Bisnis.com, JAKARTA - Di bawah ini adalah bunyi fatwa MUI Jateng soal anjuran pilih pemimpin satu agama jelang Pilkada Serentak 2024.
Sebagaimana diketahui, beredar Fatwa Majelis Ulama Indonesia (MUI) Jawa Tengah terkait dengan Pemilihan Kepala Daerah (Pilkada) tiga hari jelang pencoblosan pada 27 November 2024 mendatang.
Salah satu fatwa MUI Jateng tersebut adalah memilih pemimpin yang satu akidah dan yang sama-sama memperjuangkan syiar Islam.
Dilansir dari foto fatwa MUI Jateng yang beredar di berbagai media sosial, Surat tersebut merujuk pada Tausiah Kebangsaan Majelis Ulama Indonesia terkait Pemilihan Kepala Daerah Serentak 2024 dengan nomor: Kep-74/DP-MUI/XI/2024.

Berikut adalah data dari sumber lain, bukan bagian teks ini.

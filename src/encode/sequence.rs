use crate::encode::sink::{FrameSink, SinkConfig};
use crate::foundation::core::{Canvas, Fps, FrameIndex, FrameRange};
use crate::foundation::error::LogoResult;
use crate::render::cpu::{CpuRasterizer, CpuRasterizerOpts, render_parallel};
use crate::render::display_list::DisplayList;
use crate::view::showcase::Showcase;

/// Frames rasterized together when rendering in parallel.
const PARALLEL_CHUNK: usize = 32;

/// Options for [`render_sequence`].
#[derive(Clone, Copy, Debug)]
pub struct SequenceOpts {
    /// Output size.
    pub canvas: Canvas,
    /// Output frame rate.
    pub fps: Fps,
    /// Frames to render; frame `i` is sampled at `fps.frame_time(i)`.
    pub range: FrameRange,
    /// Rasterize chunks of frames on the rayon pool.
    pub parallel: bool,
}

/// Summary of a finished sequence.
#[derive(Clone, Copy, Debug, Default, PartialEq, Eq)]
pub struct SequenceStats {
    /// Frames pushed to the sink.
    pub frames: u64,
}

/// Drive `showcase` through `opts.range` and stream the rasterized frames into `sink`.
///
/// Recording is sequential because the showcase clock only moves forward; rasterization of the
/// recorded lists may run in parallel.
#[tracing::instrument(skip(showcase, sink), fields(frames = opts.range.len_frames()))]
pub fn render_sequence(
    showcase: &mut Showcase,
    opts: &SequenceOpts,
    sink: &mut dyn FrameSink,
) -> LogoResult<SequenceStats> {
    let raster_opts = CpuRasterizerOpts {
        background: showcase.background(),
    };
    let size = opts.canvas.size();
    sink.begin(SinkConfig {
        width: opts.canvas.width,
        height: opts.canvas.height,
        fps: opts.fps,
    })?;

    let mut stats = SequenceStats::default();
    if opts.parallel {
        let mut pending: Vec<(FrameIndex, DisplayList)> = Vec::with_capacity(PARALLEL_CHUNK);
        for idx in opts.range.iter() {
            pending.push((idx, showcase.frame(opts.fps.frame_time(idx), size)));
            if pending.len() == PARALLEL_CHUNK {
                stats.frames += flush_chunk(&mut pending, opts.canvas, raster_opts, sink)?;
            }
        }
        stats.frames += flush_chunk(&mut pending, opts.canvas, raster_opts, sink)?;
    } else {
        let mut raster = CpuRasterizer::new(raster_opts);
        for idx in opts.range.iter() {
            let list = showcase.frame(opts.fps.frame_time(idx), size);
            let frame = raster.render(&list, opts.canvas.width, opts.canvas.height)?;
            sink.push_frame(idx, &frame)?;
            stats.frames += 1;
        }
    }

    sink.end()?;
    Ok(stats)
}

fn flush_chunk(
    pending: &mut Vec<(FrameIndex, DisplayList)>,
    canvas: Canvas,
    opts: CpuRasterizerOpts,
    sink: &mut dyn FrameSink,
) -> LogoResult<u64> {
    if pending.is_empty() {
        return Ok(0);
    }
    let (indices, lists): (Vec<FrameIndex>, Vec<DisplayList>) = pending.drain(..).unzip();
    let frames = render_parallel(&lists, canvas.width, canvas.height, opts)?;
    for (idx, frame) in indices.into_iter().zip(&frames) {
        sink.push_frame(idx, frame)?;
    }
    Ok(frames.len() as u64)
}
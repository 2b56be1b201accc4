//! Records one logo frame into a [`DisplayList`].

use std::cell::OnceCell;
use std::sync::Arc;

use crate::foundation::color::Color;
use crate::foundation::core::{Affine, BezPath, Point, Rect, Vec2};
use crate::foundation::geometry::lerp_f64;
use crate::logo::decoration::{DEFAULT_TEXT_COLOR, LogoDecoration};
use crate::logo::label::{LabelFont, LabelRun, prepare_label};
use crate::logo::layout::{HORIZONTAL_SIZE, LogoFrame};
use crate::logo::mark::paint_mark;
use crate::render::display_list::{BlendMode, DisplayList, GradientStop, Paint};

/// Left edge of the settled horizontal label, in intrinsic units.
const HORIZONTAL_LABEL_LEFT: f64 = 155.0;
/// Label font size relative to the mark height in the horizontal layout.
const HORIZONTAL_FONT_RATIO: f64 = 2.0 / 3.0;
/// Label font size relative to the mark height in the stacked layout.
const STACKED_FONT_RATIO: f64 = 0.35;
/// Half-width of the soft edge of the stacked wipe, in gradient offsets.
const STACKED_WIPE_FEATHER: f64 = 0.1;

/// Paints decorations; owns the lazily shaped label.
///
/// A painter is tied to one text color and font. Hosts build a new painter when either changes,
/// which also drops the cached label.
#[derive(Debug)]
pub struct LogoPainter {
    text_color: Color,
    font: Option<LabelFont>,
    label: OnceCell<Arc<LabelRun>>,
}

impl Default for LogoPainter {
    fn default() -> Self {
        Self::new(DEFAULT_TEXT_COLOR, None)
    }
}

impl LogoPainter {
    /// Painter for `text_color`; the label is shaped with `font` on first use.
    pub fn new(text_color: Color, font: Option<LabelFont>) -> Self {
        Self {
            text_color,
            font,
            label: OnceCell::new(),
        }
    }

    /// Text color this painter was built for.
    pub fn text_color(&self) -> Color {
        self.text_color
    }

    /// Label font, if any.
    pub fn font(&self) -> Option<&LabelFont> {
        self.font.as_ref()
    }

    /// Return `true` when this painter can serve `text_color` and `font` without reshaping.
    pub fn serves(&self, text_color: Color, font: Option<&LabelFont>) -> bool {
        self.text_color == text_color && self.font.as_ref() == font
    }

    /// Shaped label, computed on first call.
    pub fn label(&self) -> &Arc<LabelRun> {
        self.label
            .get_or_init(|| Arc::new(prepare_label(self.font.as_ref())))
    }

    /// Geometry for `decoration` in `target`, or `None` when nothing would be drawn.
    pub fn frame(&self, decoration: &LogoDecoration, target: Rect) -> Option<LogoFrame> {
        LogoFrame::compute(decoration, target, self.label().bounds)
    }

    /// Record `decoration` painted into `target`.
    #[tracing::instrument(level = "trace", skip(self, decoration, list), fields(position = decoration.position()))]
    pub fn paint(&self, decoration: &LogoDecoration, target: Rect, list: &mut DisplayList) {
        decoration.debug_assert_valid();
        let Some(frame) = self.frame(decoration, target) else {
            return;
        };

        if decoration.opacity() < 1.0 {
            list.save_layer(frame.canvas, decoration.opacity() as f32, |list| {
                self.paint_frame(decoration, &frame, list);
            });
        } else {
            self.paint_frame(decoration, &frame, list);
        }
    }

    fn paint_frame(&self, decoration: &LogoDecoration, frame: &LogoFrame, list: &mut DisplayList) {
        let position = frame.position;
        if position > 0.0 {
            self.paint_horizontal_label(decoration, frame, list);
        } else if position < 0.0 {
            self.paint_stacked_label(decoration, frame, list);
        }
        paint_mark(list, frame.logo_square, decoration.color());
    }

    fn paint_horizontal_label(
        &self,
        decoration: &LogoDecoration,
        frame: &LogoFrame,
        list: &mut DisplayList,
    ) {
        let position = frame.position;
        let label = self.label();
        let fitted = frame.fitted;

        let font_size = HORIZONTAL_FONT_RATIO * frame.logo_square.height() * position;
        let scale = font_size / 100.0;
        let final_left = HORIZONTAL_LABEL_LEFT / HORIZONTAL_SIZE.width * fitted.width();
        let initial_left = fitted.width() / 2.0 - label.width() * scale;
        let offset = Vec2::new(
            fitted.x0 + lerp_f64(initial_left, final_left, position),
            fitted.y0 + (fitted.height() - label.height() * scale) / 2.0,
        );
        let transform = label_transform(offset, scale);

        list.save(|list| {
            if position < 1.0 {
                list.clip_path(reveal_wedge(frame.logo_square.center(), fitted.width()));
            }
            list.concat(transform);
            list.label(Arc::clone(label), decoration.text_color());
        });
    }

    fn paint_stacked_label(
        &self,
        decoration: &LogoDecoration,
        frame: &LogoFrame,
        list: &mut DisplayList,
    ) {
        let position = frame.position;
        let label = self.label();

        let font_size = STACKED_FONT_RATIO * frame.logo_target_square.height();
        let scale = font_size / 100.0;
        let offset = Vec2::new(
            frame.logo_target_square.center().x - label.width() * scale,
            frame.fitted.y1 - label.height() * scale,
        );
        let transform = label_transform(offset, scale);

        list.save(|list| {
            list.concat(transform);
            if position > -1.0 {
                list.save_layer(label.bounds, 1.0, |list| {
                    list.label(Arc::clone(label), decoration.text_color());
                    let w = label.width();
                    list.fill_rect(
                        label.bounds.inflate(w * 0.5, 0.0),
                        stacked_wipe(w, position.abs()),
                        BlendMode::Modulate,
                    );
                });
            } else {
                list.label(Arc::clone(label), decoration.text_color());
            }
        });
    }
}

/// Label space to device: place at `offset`, widen 2× relative to the vertical scale.
fn label_transform(offset: Vec2, scale: f64) -> Affine {
    Affine::translate(offset) * Affine::scale_non_uniform(2.0 * scale, scale)
}

/// Triangle from the mark center opening rightwards; the label shows only inside it.
fn reveal_wedge(center: Point, reach: f64) -> BezPath {
    let mut path = BezPath::new();
    path.move_to(center);
    path.line_to((center.x + reach, center.y - reach));
    path.line_to((center.x + reach, center.y + reach));
    path.close_path();
    path
}

/// Left-to-right mask whose opaque part grows with `progress` in `[0, 1]`.
fn stacked_wipe(width: f64, progress: f64) -> Paint {
    let opaque_until = (progress - STACKED_WIPE_FEATHER).max(0.0) as f32;
    let clear_from = (progress + STACKED_WIPE_FEATHER).min(1.0) as f32;
    let clear = Color::WHITE.with_opacity(0.0);
    Paint::LinearGradient {
        start: Point::new(-0.5 * width, 0.0),
        end: Point::new(1.5 * width, 0.0),
        stops: vec![
            GradientStop {
                offset: 0.0,
                color: Color::WHITE,
            },
            GradientStop {
                offset: opaque_until,
                color: Color::WHITE,
            },
            GradientStop {
                offset: clear_from,
                color: clear,
            },
            GradientStop {
                offset: 1.0,
                color: clear,
            },
        ],
    }
}

#[cfg(test)]
#[path = "../../tests/unit/logo/painter.rs"]
mod tests;
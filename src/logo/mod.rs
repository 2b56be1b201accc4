//! The logo model and the painter that records it.

/// Immutable logo state and blending.
pub mod decoration;
/// Label shaping and metrics.
pub mod label;
/// Per-paint geometry.
pub mod layout;
/// Mark artwork.
pub mod mark;
/// Display-list recording of a decoration.
pub mod painter;
/// The three discrete layouts.
pub mod style;
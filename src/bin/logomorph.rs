use std::path::PathBuf;

use anyhow::Context as _;
use clap::{Parser, Subcommand};

use logomorph::{
    Canvas, Color, CpuRasterizer, CpuRasterizerOpts, DisplayList, EdgeInsets, Fps, FrameIndex,
    FrameRange, LabelFont, LogoDecoration, LogoPainter, LogoStyle, PngSequenceSink, SequenceOpts,
    Showcase, ShowcaseConfig,
};

#[derive(Parser, Debug)]
#[command(name = "logomorph", version)]
struct Cli {
    /// Log at debug level.
    #[arg(long, global = true)]
    verbose: bool,

    #[command(subcommand)]
    cmd: Command,
}

#[derive(Subcommand, Debug)]
enum Command {
    /// Render a single logo frame as a PNG.
    Frame(FrameArgs),
    /// Print the recorded draw operations of a single frame as JSON.
    Ops(DecorationArgs),
    /// Render the cycling showcase as a numbered PNG sequence.
    Sequence(SequenceArgs),
}

#[derive(Parser, Debug)]
struct DecorationArgs {
    /// Logo style.
    #[arg(long, value_enum, default_value_t = LogoStyle::MarkOnly)]
    style: LogoStyle,

    /// Override the morph position (−1 stacked, 0 mark-only, +1 horizontal).
    #[arg(long, allow_hyphen_values = true)]
    position: Option<f64>,

    /// Overall opacity in [0, 1].
    #[arg(long, default_value_t = 1.0)]
    opacity: f64,

    /// Mark color as #RRGGBB or #RRGGBBAA.
    #[arg(long)]
    color: Option<Color>,

    /// Label color as #RRGGBB or #RRGGBBAA.
    #[arg(long)]
    text_color: Option<Color>,

    /// Margin applied on every side, in pixels.
    #[arg(long, default_value_t = 0.0)]
    margin: f64,

    /// Target width in pixels.
    #[arg(long)]
    width: u32,

    /// Target height in pixels.
    #[arg(long)]
    height: u32,

    /// Font file used to shape the label.
    #[arg(long)]
    font: Option<PathBuf>,
}

#[derive(Parser, Debug)]
struct FrameArgs {
    #[command(flatten)]
    decoration: DecorationArgs,

    /// Background color; transparent when omitted.
    #[arg(long)]
    background: Option<Color>,

    /// Output PNG path.
    #[arg(long)]
    out: PathBuf,
}

#[derive(Parser, Debug)]
struct SequenceArgs {
    /// Showcase configuration JSON.
    #[arg(long)]
    config: Option<PathBuf>,

    /// Frame width in pixels.
    #[arg(long)]
    width: u32,

    /// Frame height in pixels.
    #[arg(long)]
    height: u32,

    /// Frames per second.
    #[arg(long, default_value_t = 30)]
    fps: u32,

    /// Length of the sequence in seconds.
    #[arg(long)]
    seconds: f64,

    /// Output directory for the PNG files.
    #[arg(long)]
    out_dir: PathBuf,

    /// Rasterize frames on all cores.
    #[arg(long)]
    parallel: bool,
}

fn main() -> anyhow::Result<()> {
    let cli = Cli::parse();
    let level = if cli.verbose {
        tracing::Level::DEBUG
    } else {
        tracing::Level::INFO
    };
    tracing_subscriber::fmt()
        .with_writer(std::io::stderr)
        .with_max_level(level)
        .init();

    match cli.cmd {
        Command::Frame(args) => cmd_frame(args),
        Command::Ops(args) => cmd_ops(args),
        Command::Sequence(args) => cmd_sequence(args),
    }
}

fn load_font(path: Option<&PathBuf>) -> anyhow::Result<Option<LabelFont>> {
    path.map(|p| LabelFont::load(p).with_context(|| format!("load font '{}'", p.display())))
        .transpose()
}

fn record(args: &DecorationArgs) -> anyhow::Result<DisplayList> {
    let position = args.position.unwrap_or(args.style.position());
    anyhow::ensure!(position.is_finite(), "position must be finite");
    anyhow::ensure!(
        (0.0..=1.0).contains(&args.opacity),
        "opacity must be in [0, 1], got {}",
        args.opacity
    );
    anyhow::ensure!(
        args.margin.is_finite() && args.margin >= 0.0,
        "margin must be finite and non-negative"
    );

    let base = LogoDecoration::new(args.style);
    let color = args.color.unwrap_or(base.color());
    let text_color = args.text_color.unwrap_or(base.text_color());
    let decoration = LogoDecoration::from_parts(
        color,
        text_color,
        args.style,
        EdgeInsets::all(args.margin),
        position,
        args.opacity,
    );

    let painter = LogoPainter::new(text_color, load_font(args.font.as_ref())?);
    let canvas = Canvas {
        width: args.width,
        height: args.height,
    };
    let mut list = DisplayList::new();
    painter.paint(&decoration, canvas.rect(), &mut list);
    Ok(list)
}

fn cmd_frame(args: FrameArgs) -> anyhow::Result<()> {
    let list = record(&args.decoration)?;
    let mut raster = CpuRasterizer::new(CpuRasterizerOpts {
        background: args.background,
    });
    let frame = raster.render(&list, args.decoration.width, args.decoration.height)?;

    if let Some(parent) = args.out.parent()
        && !parent.as_os_str().is_empty()
    {
        std::fs::create_dir_all(parent)
            .with_context(|| format!("create output dir '{}'", parent.display()))?;
    }
    logomorph::encode::sink::write_png(&args.out, &frame)
        .with_context(|| format!("write '{}'", args.out.display()))?;
    tracing::info!(out = %args.out.display(), "wrote frame");
    Ok(())
}

fn cmd_ops(args: DecorationArgs) -> anyhow::Result<()> {
    let list = record(&args)?;
    let json = serde_json::to_string_pretty(list.ops()).context("serialize draw ops")?;
    println!("{json}");
    Ok(())
}

fn cmd_sequence(args: SequenceArgs) -> anyhow::Result<()> {
    let config = match &args.config {
        Some(path) => ShowcaseConfig::from_path(path)
            .with_context(|| format!("load config '{}'", path.display()))?,
        None => ShowcaseConfig::default(),
    };
    anyhow::ensure!(
        args.seconds.is_finite() && args.seconds >= 0.0,
        "seconds must be finite and non-negative"
    );

    let fps = Fps::new(args.fps, 1)?;
    let frames = fps.frames_in(std::time::Duration::from_secs_f64(args.seconds));
    let range = FrameRange::new(FrameIndex(0), FrameIndex(frames))?;

    let font = config.load_font().context("load label font")?;
    let mut showcase = Showcase::new(&config, font, std::time::Duration::ZERO)?;
    let mut sink = PngSequenceSink::new(&args.out_dir);
    let opts = SequenceOpts {
        canvas: Canvas {
            width: args.width,
            height: args.height,
        },
        fps,
        range,
        parallel: args.parallel,
    };
    let stats = logomorph::render_sequence(&mut showcase, &opts, &mut sink)?;
    tracing::info!(frames = stats.frames, dir = %args.out_dir.display(), "wrote sequence");
    Ok(())
}
//! Full-screen host: one centered logo that cycles through the styles.

use std::time::Duration;

use tokio::sync::watch;

use crate::config::ShowcaseConfig;
use crate::foundation::color::Color;
use crate::foundation::core::{Rect, Size};
use crate::foundation::error::LogoResult;
use crate::logo::label::LabelFont;
use crate::logo::style::LogoStyle;
use crate::render::display_list::DisplayList;
use crate::view::cycler::StyleCycler;
use crate::view::logo_view::{LogoView, LogoViewConfig};

/// Fraction of the canvas, per axis, given to the logo.
pub const LOGO_FRACTION: f64 = 0.5;

/// The showcase screen. Owns its cycler, so dropping the showcase stops the cycle.
#[derive(Debug)]
pub struct Showcase {
    view: LogoView,
    cycler: StyleCycler,
    styles: watch::Receiver<LogoStyle>,
    background: Option<Color>,
}

impl Showcase {
    /// Build the showcase at clock time `now`.
    pub fn new(config: &ShowcaseConfig, font: Option<LabelFont>, now: Duration) -> LogoResult<Self> {
        config.validate()?;
        let cycler = StyleCycler::new(config.initial_style, config.period(), now)?;
        let styles = cycler.subscribe();
        Ok(Self {
            view: LogoView::new(config.view_config(font)),
            cycler,
            styles,
            background: config.background,
        })
    }

    /// The hosted logo.
    pub fn view(&self) -> &LogoView {
        &self.view
    }

    /// New receiver for the published style.
    pub fn subscribe(&self) -> watch::Receiver<LogoStyle> {
        self.cycler.subscribe()
    }

    /// Background color to clear frames to.
    pub fn background(&self) -> Option<Color> {
        self.background
    }

    /// Rectangle the logo occupies in a canvas of `canvas` size.
    pub fn logo_rect(canvas: Size) -> Rect {
        let rect = Rect::from_origin_size((0.0, 0.0), canvas);
        Rect::from_center_size(
            rect.center(),
            Size::new(canvas.width * LOGO_FRACTION, canvas.height * LOGO_FRACTION),
        )
    }

    /// Advance the clock to `now` and record the frame.
    #[tracing::instrument(level = "trace", skip(self), fields(now_ms = now.as_millis() as u64))]
    pub fn frame(&mut self, now: Duration, canvas: Size) -> DisplayList {
        self.cycler.advance_to(now);
        if self.styles.has_changed().unwrap_or(false) {
            let style = *self.styles.borrow_and_update();
            let config = LogoViewConfig {
                style,
                ..self.view.config().clone()
            };
            self.view.set_config(config, now);
        }

        let mut list = DisplayList::new();
        self.view.paint(now, Self::logo_rect(canvas), &mut list);
        list
    }
}

#[cfg(test)]
#[path = "../../tests/unit/view/showcase.rs"]
mod tests;
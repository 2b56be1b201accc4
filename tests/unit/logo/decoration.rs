use std::collections::hash_map::DefaultHasher;

use super::*;

fn hash_of(d: &LogoDecoration) -> u64 {
    let mut h = DefaultHasher::new();
    d.hash(&mut h);
    h.finish()
}

fn horizontal() -> LogoDecoration {
    LogoDecoration::new(LogoStyle::Horizontal)
        .with_color(Color::rgba8(10, 20, 30, 255))
        .with_text_color(Color::rgba8(200, 200, 200, 255))
        .with_margin(EdgeInsets::all(8.0))
}

fn stacked() -> LogoDecoration {
    LogoDecoration::new(LogoStyle::Stacked)
        .with_color(Color::rgba8(30, 20, 10, 255))
        .with_text_color(Color::rgba8(0, 0, 0, 255))
        .with_margin(EdgeInsets::all(4.0))
}

#[test]
fn construction_derives_position_and_full_opacity() {
    assert_eq!(LogoDecoration::new(LogoStyle::MarkOnly).position(), 0.0);
    assert_eq!(LogoDecoration::new(LogoStyle::Horizontal).position(), 1.0);
    assert_eq!(LogoDecoration::new(LogoStyle::Stacked).position(), -1.0);
    let d = LogoDecoration::default();
    assert_eq!(d.opacity(), 1.0);
    assert_eq!(d.color(), DEFAULT_COLOR);
    assert_eq!(d.text_color(), DEFAULT_TEXT_COLOR);
    assert_eq!(d.margin(), EdgeInsets::ZERO);
    assert!(d.is_settled());
}

#[test]
fn equality_ignores_style_and_margin() {
    let a = LogoDecoration::new(LogoStyle::MarkOnly);
    let b = LogoDecoration::from_parts(
        a.color(),
        a.text_color(),
        LogoStyle::Stacked,
        EdgeInsets::all(50.0),
        0.0,
        1.0,
    );
    assert_eq!(a, b);
    assert_eq!(hash_of(&a), hash_of(&b));

    assert_ne!(a, a.with_text_color(Color::BLACK));
    assert_ne!(a, LogoDecoration::new(LogoStyle::Horizontal));
}

#[test]
fn negative_zero_position_hashes_like_zero() {
    let a = LogoDecoration::new(LogoStyle::MarkOnly);
    let b = LogoDecoration::from_parts(
        a.color(),
        a.text_color(),
        a.style(),
        a.margin(),
        -0.0,
        1.0,
    );
    assert_eq!(a, b);
    assert_eq!(hash_of(&a), hash_of(&b));
}

#[test]
fn endpoints_return_inputs_unchanged() {
    let a = horizontal();
    let b = stacked();
    for (t, expected) in [(0.0, &a), (1.0, &b)] {
        let out = LogoDecoration::lerp(Some(&a), Some(&b), t).unwrap();
        assert!(matches!(out, Cow::Borrowed(_)));
        assert!(std::ptr::eq(out.as_ref(), expected));
    }
}

#[test]
fn same_reference_short_circuits_for_any_t() {
    let a = horizontal();
    for t in [-1.0, 0.0, 0.3, 1.0, 2.5] {
        let out = LogoDecoration::lerp(Some(&a), Some(&a), t).unwrap();
        assert!(matches!(out, Cow::Borrowed(_)));
        assert!(std::ptr::eq(out.as_ref(), &a));
    }
}

#[test]
fn equal_values_blend_to_an_equal_value() {
    let a = horizontal();
    let b = horizontal();
    for t in [0.1, 0.5, 0.9] {
        let out = LogoDecoration::lerp(Some(&a), Some(&b), t).unwrap();
        assert_eq!(*out, a);
        assert_eq!(out.margin(), a.margin());
        assert_eq!(out.style(), a.style());
    }
}

#[test]
fn both_absent_is_absent() {
    for t in [0.0, 0.5, 1.0, 3.0] {
        assert!(LogoDecoration::lerp(None, None, t).is_none());
    }
}

#[test]
fn fading_in_scales_opacity_by_t_and_margin_by_t() {
    let b = horizontal();
    let out = LogoDecoration::lerp(None, Some(&b), 0.25).unwrap();
    assert_eq!(out.opacity(), 0.25);
    assert_eq!(out.margin(), EdgeInsets::all(2.0));
    assert_eq!(out.position(), b.position());
    assert_eq!(out.color(), b.color());
    assert_eq!(out.text_color(), b.text_color());
    assert_eq!(out.style(), b.style());

    // t outside [0, 1] clamps the opacity factor only.
    let out = LogoDecoration::lerp(None, Some(&b), 1.5).unwrap();
    assert_eq!(out.opacity(), 1.0);
    assert_eq!(out.margin(), EdgeInsets::all(12.0));
}

#[test]
fn fading_out_scales_opacity_by_one_minus_t() {
    let a = stacked();
    let out = LogoDecoration::lerp(Some(&a), None, 0.25).unwrap();
    assert_eq!(out.opacity(), 0.75);
    assert_eq!(out.margin(), EdgeInsets::all(1.0));
    assert_eq!(out.position(), -1.0);
    assert_eq!(out.style(), LogoStyle::Stacked);

    let out = LogoDecoration::lerp(Some(&a), None, -0.5).unwrap();
    assert_eq!(out.opacity(), 1.0);
}

#[test]
fn general_case_interpolates_and_switches_style_at_half() {
    let a = horizontal();
    let b = stacked();

    let early = LogoDecoration::lerp(Some(&a), Some(&b), 0.25).unwrap();
    assert_eq!(early.style(), LogoStyle::Horizontal);
    assert!((early.position() - 0.5).abs() < 1e-12);
    assert_eq!(early.margin(), EdgeInsets::all(7.0));
    assert_eq!(early.color(), Color::rgba8(15, 20, 25, 255));

    let late = LogoDecoration::lerp(Some(&a), Some(&b), 0.5).unwrap();
    assert_eq!(late.style(), LogoStyle::Stacked);
    assert_eq!(late.position(), 0.0);
}

#[test]
fn position_overshoots_but_opacity_is_clamped() {
    let a = LogoDecoration::new(LogoStyle::MarkOnly);
    let b = LogoDecoration::new(LogoStyle::Horizontal);
    let out = LogoDecoration::lerp(Some(&a), Some(&b), 1.2).unwrap();
    assert!((out.position() - 1.2).abs() < 1e-12);
    assert_eq!(out.opacity(), 1.0);

    let faded = LogoDecoration::lerp(None, Some(&b), 0.5).unwrap().into_owned();
    for t in [-2.0, -0.5, 0.3, 1.7, 4.0] {
        let out = LogoDecoration::lerp(Some(&faded), Some(&b), t).unwrap();
        assert!((0.0..=1.0).contains(&out.opacity()), "t={t}");
    }
}

#[test]
fn mid_transition_is_not_settled() {
    let a = LogoDecoration::new(LogoStyle::MarkOnly);
    let b = LogoDecoration::new(LogoStyle::Horizontal);
    let mid = LogoDecoration::lerp(Some(&a), Some(&b), 0.4).unwrap();
    assert!(!mid.is_settled());
    let faded = LogoDecoration::lerp(None, Some(&b), 0.4).unwrap();
    assert!(!faded.is_settled());
}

Dalam surat ini, MUI Jawa Tengah menyampaikan tiga poin utama yang berkaitan dengan hak dan kewajiban umat Islam dalam memilih pemimpin:
1. Pemilihan Umum adalah hak konstitusional demikian juga menggunakan hak pilih berdasarkan kecenderungan agama, suku, dan kelompok.
Baca Juga
2. Umat islam wajib memilih calon pemimpin yang seakidah, amanah, jujur, terpercaya, serta memperjuangkan kepentingan dan syiar Islam.
3. Memilih pemimpin yang tidak seakidah atau sengaja tidak memilih padahal ada calon yang seakidah hukumnya haram.
Di bawah surat edaran dengan KOP MUI Provinsi Jawa Tengah tersebut terdapat tanda tangan Ketua Komisi Fatwa MUI Jawa Tengah, Dr. KH. Fadholan Musyaffa’, Lc., MA., dan Sekretaris, Prof. Dr. KH. Ahmad Izzuddin, M.Ag.
Selain itu, Ketua Dewan Pimpinan MUI Jawa Tengah, Dr. KH. Ahmad Darodji, M.Si. dan Sekretaris, Drs. KH. Muhyiddin, M.Ag., turut membubuhkan tanda tangan pada surat tersebut.
Edaran ini menukai berbagai kritik, salah satunya dari Setara Institute. Setara Institute menilai fatwa itu diskriminatif, bertentangan dengan hukum serta melemahkan keberagaman.
Setara mengkritik fatwa yang keluar, Sabtu (23/11/2024) itu karena pada pokoknya mewajibkan Umat Islam untuk memilih calon pemimpin yang seakidah, amanah, jujur, terpercaya dan memperjuangkan kepentingan syiar Islam.
Fatwa tersebut juga menyatakan bahwa memilih pemimpin yang tidak seakidah atau sengaja tidak memilih padahal ada calon yang seakidah hukumnya haram.
Menurut Setara, fatwa itu bertentangan dengan sejumlah pasal di Undang-undang Dasar (UUD) 1945 seperti pasal 28D ayat (3) UUD 1945 yang menyatakan bahwa “setiap warga negara berhak memperoleh kesempatan yang sama dalam pemerintahan.”